Literature showed that cervical LNM negatively impacted patients’ overall survival and disease-free survival in PTC patients. It associated with higher rate of distant metastasis and disease-related mortality by 11.2-fold and 3-fold, respectively3, 5, 17. However, the detection rate of cervical LNM using US was unsatisfying, especially for central LNM. Besides, prophylactic cervical LN dissection could potentially lead to nerve injury and hypoparathyroidism17, 18. Therefore, preoperative prediction of cervical LNM was essential for all patients. Generally, US features like tumor size, echogenicity, “wider-than-taller” shape, extrathyroidal extension and calcification, clinical information like age were proved indicators of cervical LNM. However, because the expertise of the operator significantly influenced the diagnostic accuracy, these results only served as reference in clinical practice17-19.
With the development of radiomics analysis, several articles revealed a promising result for preoperative prediction of cervical LNM for PTC nodules. Liu introduced US radiomic analysis to preoperative cervical LNM prediction and proved that LNM was associated with larger size, younger age, irregular tumor shape, obscure boundary, spiculate margin, taller-than-wide shape, calcification, complex echo pattern, thyroid invasion and posterior region homogeneity (AUC in validation group = 0.782)19. In addition, Cui and Jiang reveal an AUC of 0.90 and 0.83 for cervical LNM prediction in the radiomics signature based on strain elastography ultrasound images and shear-wave elastography images. However, only Jiang’s study detected high-the predictive value of dimensional features and showed the wavelet transform of B-mode images were related with cervical LNM9, 18.
In the present study, with the help of ML, we established 10 models based on clinical characteristics and US radiomic features for preoperative prediction of cervical LNM in PTC nodules. The AUC and accuracy for each model varied in validation group and RF-RF model proved the best one among them. After cross-validation, RF-RF model selected the top 10 features of importance, which included age, 6 GLRLM, 1 GLCM, 1 shape feature and 1 first-order feature. Among them, 4 features were LOG based features, 3 were wavelet based feature and 1 were square root based feature. Unlike our study, Zhou et al demonstrated an ultrasound radiomics nomogram for central LNM with an AUC of 0.85 and their equation included age, TPOAB level, TG level, radiomic signature and ultrasonography-reported LN status. Because the radiomic features were extracted based on parameters mentioned by different guidelines, they lacked higher-dimensional features5. Besides, Tong et al established a nomogram for lateral LNM with an AUC of 0.91. They included 6 textural features (5 GLSZM and 1 GLCM) in the equation with little higher-dimensional features, either8.
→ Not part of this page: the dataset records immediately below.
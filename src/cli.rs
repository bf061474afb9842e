//! Command-line surface
//!
//! `serve` runs the MCP server (stdio by default, streamable HTTP with
//! `--http`). The remaining commands call the same tool implementations and
//! print one tab-separated line per record.

use std::io::Write;
use std::net::SocketAddr;

use axum::Router;
use axum::routing::get;
use clap::{Args, Parser, Subcommand};
use rmcp::ServiceExt;
use rmcp::transport::stdio;
use rmcp::transport::streamable_http_server::session::local::LocalSessionManager;
use rmcp::transport::streamable_http_server::{StreamableHttpServerConfig, StreamableHttpService};
use tokio_util::sync::CancellationToken;
use tracing::info;

use crate::errors::{AppError, AppResult};
use crate::models::{
    AccountInfo, AccountOnlyInput, CreateDraftInput, EmailAddress, EmailDetail, GetEmailInput,
    MailboxInfo, SearchEmailsInput, SearchResult, SendDraftInput,
};
use crate::server::JmapMcpServer;

#[derive(Parser, Debug)]
#[command(
    name = "jmap-mcp",
    version,
    about = "JMAP mail over MCP, plus a compact command line"
)]
pub struct Cli {
    /// Account name (defaults to the first configured account)
    #[arg(long, short, global = true)]
    pub account: Option<String>,
    #[command(subcommand)]
    pub command: Option<Command>,
}

#[derive(Subcommand, Debug)]
pub enum Command {
    /// Run the MCP server (default)
    Serve(ServeArgs),
    /// List configured accounts
    Accounts,
    /// List mailboxes
    Mailboxes,
    /// Search emails, newest first
    Search(SearchArgs),
    /// Print one email
    Read(ReadArgs),
    /// Create a plain text draft
    Draft(DraftArgs),
    /// Send an existing draft
    Send(SendArgs),
}

#[derive(Args, Debug, Default)]
pub struct ServeArgs {
    /// Serve streamable HTTP on this address instead of stdio
    #[arg(long)]
    pub http: Option<SocketAddr>,
}

#[derive(Args, Debug)]
pub struct SearchArgs {
    /// Full-text query
    pub text: Option<String>,
    #[arg(long)]
    pub mailbox: Option<String>,
    #[arg(long)]
    pub from: Option<String>,
    #[arg(long)]
    pub to: Option<String>,
    #[arg(long)]
    pub subject: Option<String>,
    /// Only unread emails
    #[arg(long)]
    pub unread: bool,
    /// YYYY-MM-DD
    #[arg(long)]
    pub after: Option<String>,
    /// YYYY-MM-DD
    #[arg(long)]
    pub before: Option<String>,
    #[arg(long, default_value_t = 0)]
    pub position: u64,
    #[arg(long, short = 'n', default_value_t = 20)]
    pub limit: u64,
}

#[derive(Args, Debug)]
pub struct ReadArgs {
    pub email_id: String,
    /// Body truncation in characters
    #[arg(long)]
    pub max_chars: Option<usize>,
}

#[derive(Args, Debug)]
pub struct DraftArgs {
    #[arg(long, required = true)]
    pub to: Vec<String>,
    #[arg(long)]
    pub cc: Vec<String>,
    #[arg(long)]
    pub from: Option<String>,
    #[arg(long, short)]
    pub subject: String,
    #[arg(long, short)]
    pub body: String,
}

#[derive(Args, Debug)]
pub struct SendArgs {
    pub email_id: String,
    #[arg(long)]
    pub identity: Option<String>,
}

/// Execute `command` against an already-built server
///
/// `--account` selects the target of mail commands; `serve` and `accounts`
/// span every account and reject it.
pub async fn run(server: JmapMcpServer, account: Option<String>, command: Command) -> AppResult<()> {
    reject_unused_account(&command, account.as_deref())?;
    let lines = match command {
        Command::Serve(args) => {
            return match args.http {
                Some(addr) => serve_http(server, addr).await,
                None => serve_stdio(server).await,
            };
        }
        Command::Accounts => format_accounts(&server.list_accounts_impl()),
        Command::Mailboxes => {
            format_mailboxes(&server.list_mailboxes_impl(&AccountOnlyInput { account }).await?)
        }
        Command::Search(args) => {
            let result = server
                .search_emails_impl(&SearchEmailsInput {
                    account,
                    mailbox_id: args.mailbox,
                    text: args.text,
                    from: args.from,
                    to: args.to,
                    subject: args.subject,
                    unread_only: args.unread,
                    after: args.after,
                    before: args.before,
                    position: args.position,
                    limit: args.limit,
                })
                .await?;
            if let Some(next) = result.next_position {
                eprintln!("more results: --position {next}");
            }
            format_search(&result)
        }
        Command::Read(args) => format_email(
            &server
                .get_email_impl(&GetEmailInput {
                    account,
                    email_id: args.email_id,
                    body_max_chars: args.max_chars,
                })
                .await?,
        ),
        Command::Draft(args) => {
            let draft = server
                .create_draft_impl(&CreateDraftInput {
                    account,
                    from: args.from,
                    to: args.to,
                    cc: args.cc,
                    subject: args.subject,
                    body: args.body,
                })
                .await?;
            vec![format!("{}\t{}", draft.email_id, draft.mailbox_id)]
        }
        Command::Send(args) => {
            let sent = server
                .send_draft_impl(&SendDraftInput {
                    account,
                    email_id: args.email_id,
                    identity_id: args.identity,
                })
                .await?;
            vec![format!("{}\t{}", sent.submission_id, sent.email_id)]
        }
    };

    let mut out = std::io::stdout().lock();
    for line in lines {
        writeln!(out, "{line}").map_err(|e| AppError::Internal(format!("stdout: {e}")))?;
    }
    Ok(())
}

fn reject_unused_account(command: &Command, account: Option<&str>) -> AppResult<()> {
    let name = match command {
        Command::Serve(_) => "serve",
        Command::Accounts => "accounts",
        _ => return Ok(()),
    };
    match account {
        Some(account) => Err(AppError::InvalidInput(format!(
            "--account {account} has no effect on '{name}', which covers every account"
        ))),
        None => Ok(()),
    }
}

/// Serve MCP over stdin/stdout until the client disconnects
async fn serve_stdio(server: JmapMcpServer) -> AppResult<()> {
    info!("serving MCP over stdio");
    let service = server
        .serve(stdio())
        .await
        .map_err(|e| AppError::Internal(format!("mcp initialization failed: {e}")))?;
    service
        .waiting()
        .await
        .map_err(|e| AppError::Internal(format!("mcp service failed: {e}")))?;
    Ok(())
}

/// Serve streamable HTTP MCP at `/mcp` until Ctrl-C
async fn serve_http(server: JmapMcpServer, addr: SocketAddr) -> AppResult<()> {
    let listener = tokio::net::TcpListener::bind(addr)
        .await
        .map_err(|e| AppError::Configuration(format!("cannot bind {addr}: {e}")))?;
    let shutdown = CancellationToken::new();
    let trigger = shutdown.clone();
    tokio::spawn(async move {
        if tokio::signal::ctrl_c().await.is_ok() {
            info!("shutdown requested");
        }
        trigger.cancel();
    });

    info!(%addr, "serving MCP over streamable HTTP");
    axum::serve(listener, http_router(server))
        .with_graceful_shutdown(async move { shutdown.cancelled_owned().await })
        .await
        .map_err(|e| AppError::Internal(format!("http server failed: {e}")))
}

fn http_router(server: JmapMcpServer) -> Router {
    let mcp = StreamableHttpService::new(
        move || Ok(server.clone()),
        LocalSessionManager::default().into(),
        StreamableHttpServerConfig::default(),
    );
    Router::new()
        .route("/health", get(health))
        .nest_service("/mcp", mcp)
}

async fn health() -> &'static str {
    "ok"
}

/// Make a value safe for one tab-separated field
fn field(value: &str) -> String {
    value
        .chars()
        .map(|c| if c == '\t' || c.is_control() { ' ' } else { c })
        .collect()
}

fn opt(value: Option<&str>) -> String {
    value.map_or_else(|| "-".to_owned(), field)
}

fn address(a: &EmailAddress) -> String {
    match &a.name {
        Some(name) if !name.is_empty() => field(&format!("{name} <{}>", a.email)),
        _ => field(&a.email),
    }
}

fn address_list(list: &[EmailAddress]) -> String {
    if list.is_empty() {
        return "-".to_owned();
    }
    list.iter().map(address).collect::<Vec<_>>().join(", ")
}

fn format_accounts(accounts: &[AccountInfo]) -> Vec<String> {
    accounts
        .iter()
        .enumerate()
        .map(|(i, a)| {
            format!(
                "{}{}\t{}\t{}\t{}",
                field(&a.name),
                if i == 0 { "*" } else { "" },
                field(&a.account_id),
                if a.is_read_only { "ro" } else { "rw" },
                if a.has_submission { "send" } else { "-" }
            )
        })
        .collect()
}

fn format_mailboxes(mailboxes: &[MailboxInfo]) -> Vec<String> {
    mailboxes
        .iter()
        .map(|m| {
            format!(
                "{}\t{}\t{}/{}\t{}",
                field(&m.id),
                opt(m.role.as_deref()),
                m.unread_emails,
                m.total_emails,
                field(&m.name)
            )
        })
        .collect()
}

fn format_search(result: &SearchResult) -> Vec<String> {
    result
        .emails
        .iter()
        .map(|e| {
            let unread = !e.keywords.iter().any(|k| k == "$seen");
            format!(
                "{}\t{}\t{}\t{}\t{}",
                field(&e.id),
                opt(e.received_at.as_deref()),
                if unread { "N" } else { " " },
                address_list(&e.from),
                opt(e.subject.as_deref())
            )
        })
        .collect()
}

fn format_email(email: &EmailDetail) -> Vec<String> {
    let mut lines = vec![
        format!("Id:\t{}", field(&email.id)),
        format!("Date:\t{}", opt(email.received_at.as_deref())),
        format!("From:\t{}", address_list(&email.from)),
        format!("To:\t{}", address_list(&email.to)),
    ];
    if !email.cc.is_empty() {
        lines.push(format!("Cc:\t{}", address_list(&email.cc)));
    }
    lines.push(format!("Subject:\t{}", opt(email.subject.as_deref())));
    lines.push(String::new());
    if let Some(body) = &email.body_text {
        lines.extend(body.lines().map(str::to_owned));
    }
    if email.body_truncated {
        lines.push("[truncated]".to_owned());
    }
    lines
}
Shape features described the shape of tumor volume, along with its geometric properties. For voxels within tumor volume, first-order features depicted their distribution of intensities while textural features measured their inter-relationship of distributions20. The GLRLM quantified the length of consecutive pixels of the same gray level value in images, while GLCM represented the number of times specific combination of gray levels occur in two separated pixels21. LOG filter acted as a combination of Laplacian operator and Gaussian filter, which might detect edges as well as noise in a smoothed image for filtering and differentiation22-24. It was employed for image filtering in the spatial domain and was widely used in radiomics in literature22, 24. Different filter sigma parameters applied for fine or coarse anatomic details for textural features22, 23. According to literature, wavelet filter could enhance certain characteristics based on its frequency domain in images and was widely used in image compression and preprocessing25, 26. Besides, square root filter could improve the overall condition of covariance matrices by improving their update accuracy and avoiding the negative definiteness27, 28. The LOG-, wavelet- and square root-filtered features selected by our result deeply implied the importance of including higher-dimensional statistical methods, meanwhile highlighting their unique role for radiomics analysis.
There were several limitations in our study. First, due to the retrospective nature, the clinical procedure was not strict and some nodules had incomplete clinical data. Besides, some of the recorded US images were discrete ones which might lead to the capture of unrepresentative portion of the tumor. Third, the number of samples was relatively small and larger cohorts were required for explorations in the future. Forth, models were validated in mono-center cohort. Thus, in order to have more convincing results, multi-center validation should be carried out in the future.
In conclusion, our study, for the first time, established preoperative prediction models with the help of ML for cervical LNM based on clinical characteristics and US radiomic features. They were expected to help with diagnosis, recurrence prediction and treatment decision of PTC.